4. Don’t dust off that passport just yet: Government pledges to “reopen the skies” by August 16 are laughable, Hebrew media reports, with most countries unwilling to take in Israelis.
- Israel has one of the highest morbidity rates in the world per capita and many countries, including the European Union, currently ban visitors from there. Only countries that have more lax entry requirements, such as Brazil, the US, Mexico, Kenya and others allow in Israelis, though in some cases they must still present negative COVID-19 tests or quarantine upon entry.

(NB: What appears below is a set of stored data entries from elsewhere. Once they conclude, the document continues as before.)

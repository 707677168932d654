// Resource sampling port
use crate::error::Result;
use async_trait::async_trait;
use std::time::Duration;

/// System-wide memory reading
#[derive(Debug, Clone, Copy, PartialEq, Eq)]
pub struct SystemMemory {
    pub used_bytes: u64,
    pub total_bytes: u64,
}

impl SystemMemory {
    /// Used memory as a percentage of total (0.0 - 100.0)
    pub fn percent(&self) -> f64 {
        if self.total_bytes == 0 {
            return 0.0;
        }
        self.used_bytes as f64 / self.total_bytes as f64 * 100.0
    }
}

/// Sampler port for process and host resource readings
///
/// Implementations:
/// - SystemResourceSampler (infra-system): sysinfo-backed
/// - MockResourceSampler: scripted readings for tests
#[async_trait]
pub trait ResourceSampler: Send + Sync {
    /// Memory held by this process, in bytes (resident set size)
    async fn app_memory(&self) -> Result<u64>;

    /// Host memory usage
    async fn system_memory(&self) -> Result<SystemMemory>;

    /// Global CPU usage (0.0 - 100.0) measured over `window`
    async fn cpu_percent(&self, window: Duration) -> Result<f64>;

    /// Live concurrent workers
    fn worker_count(&self) -> usize;
}

// ============================================================================
// Mock Implementations for Testing
// ============================================================================

pub mod mocks {
    use super::*;
    use crate::error::AppError;
    use std::sync::atomic::{AtomicUsize, Ordering};
    use std::sync::Mutex;

    #[derive(Debug, Clone)]
    struct Readings {
        app_memory: u64,
        system_memory: SystemMemory,
        cpu_percent: f64,
        workers: usize,
        fail_app_memory: bool,
        fail_system_memory: bool,
        fail_cpu: bool,
    }

    /// Mock ResourceSampler with settable readings
    pub struct MockResourceSampler {
        readings: Mutex<Readings>,
        system_memory_calls: AtomicUsize,
    }

    impl MockResourceSampler {
        /// Sampler reporting the given system memory percentage and idle everything else
        pub fn with_system_memory_percent(percent: f64) -> Self {
            Self {
                readings: Mutex::new(Readings {
                    app_memory: 64 * crate::domain::MIB,
                    system_memory: SystemMemory {
                        used_bytes: (percent * 10.0) as u64,
                        total_bytes: 1000,
                    },
                    cpu_percent: 5.0,
                    workers: 1,
                    fail_app_memory: false,
                    fail_system_memory: false,
                    fail_cpu: false,
                }),
                system_memory_calls: AtomicUsize::new(0),
            }
        }

        pub fn healthy() -> Self {
            Self::with_system_memory_percent(20.0)
        }

        pub fn set_app_memory(&self, bytes: u64) {
            self.readings.lock().unwrap().app_memory = bytes;
        }

        pub fn set_system_memory_percent(&self, percent: f64) {
            self.readings.lock().unwrap().system_memory = SystemMemory {
                used_bytes: (percent * 10.0) as u64,
                total_bytes: 1000,
            };
        }

        pub fn set_cpu_percent(&self, percent: f64) {
            self.readings.lock().unwrap().cpu_percent = percent;
        }

        pub fn set_workers(&self, workers: usize) {
            self.readings.lock().unwrap().workers = workers;
        }

        pub fn fail_app_memory(&self, fail: bool) {
            self.readings.lock().unwrap().fail_app_memory = fail;
        }

        pub fn fail_system_memory(&self, fail: bool) {
            self.readings.lock().unwrap().fail_system_memory = fail;
        }

        pub fn fail_cpu(&self, fail: bool) {
            self.readings.lock().unwrap().fail_cpu = fail;
        }

        pub fn system_memory_calls(&self) -> usize {
            self.system_memory_calls.load(Ordering::SeqCst)
        }
    }

    #[async_trait]
    impl ResourceSampler for MockResourceSampler {
        async fn app_memory(&self) -> Result<u64> {
            let readings = self.readings.lock().unwrap().clone();
            if readings.fail_app_memory {
                return Err(AppError::Sampler("mock rss read failed".to_string()));
            }
            Ok(readings.app_memory)
        }

        async fn system_memory(&self) -> Result<SystemMemory> {
            self.system_memory_calls.fetch_add(1, Ordering::SeqCst);
            let readings = self.readings.lock().unwrap().clone();
            if readings.fail_system_memory {
                return Err(AppError::Sampler("mock memory read failed".to_string()));
            }
            Ok(readings.system_memory)
        }

        async fn cpu_percent(&self, _window: Duration) -> Result<f64> {
            let readings = self.readings.lock().unwrap().clone();
            if readings.fail_cpu {
                return Err(AppError::Sampler("mock cpu read failed".to_string()));
            }
            Ok(readings.cpu_percent)
        }

        fn worker_count(&self) -> usize {
            self.readings.lock().unwrap().workers
        }
    }
}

- Israel still bans entry for all non-nationals and requires everyone who enters the country, including Israelis, to quarantine for two weeks.
- Haaretz says that just four “green” countries with low infection rates are willing to accept Israelis — Croatia, Bulgaria, Montenegro, and Rwanda — which is conditioned on presenting a negative COVID-19 test.
- “Unless there is a miracle the skies will not open on Sunday, it is not clear why they set that date. It is far from reality,” an unnamed senior Health Ministry official told Channel 12 news Monday.
- “Don’t say that the skies are opening, because they are not, and air travel is not resuming, and we are kidding ourselves,” Coronavirus Committee chair Yifat Shasha-Biton says at a Monday meeting on the issue.
5. Beirut blast jolts Israeli government into action: Following the devastating blast in Beirut, Netanyahu and Environmental Protection Minister Gila Gamliel have decided to form a high-level committee that will oversee the shuttering of refineries and relocation of dangerous chemicals from the port city that is home to hundreds of thousands of Israelis, reports Yedioth.
- Haifa officials and environmental activists have warned a similar disaster could unfold in the northern city, urging the government to take action.
- The Lebanon-based Hezbollah terror group has in the past threatened to target the Haifa refineries, with the aim of creating a massive conflagration.
- Meanwhile, Reuters reports on Tuesday that it remains unclear who owns the ammonium nitrate that caused the Lebanon disaster.
- “There are many unanswered questions surrounding last week’s huge, deadly blast in the Lebanese capital, but ownership should be among the easiest to resolve…. But Reuters interviews and trawls for documents across 10 countries in search of the original ownership of this 2,750-tonne consignment instead revealed an intricate tale of missing documentation, secrecy and a web of small, obscure companies that span the globe.”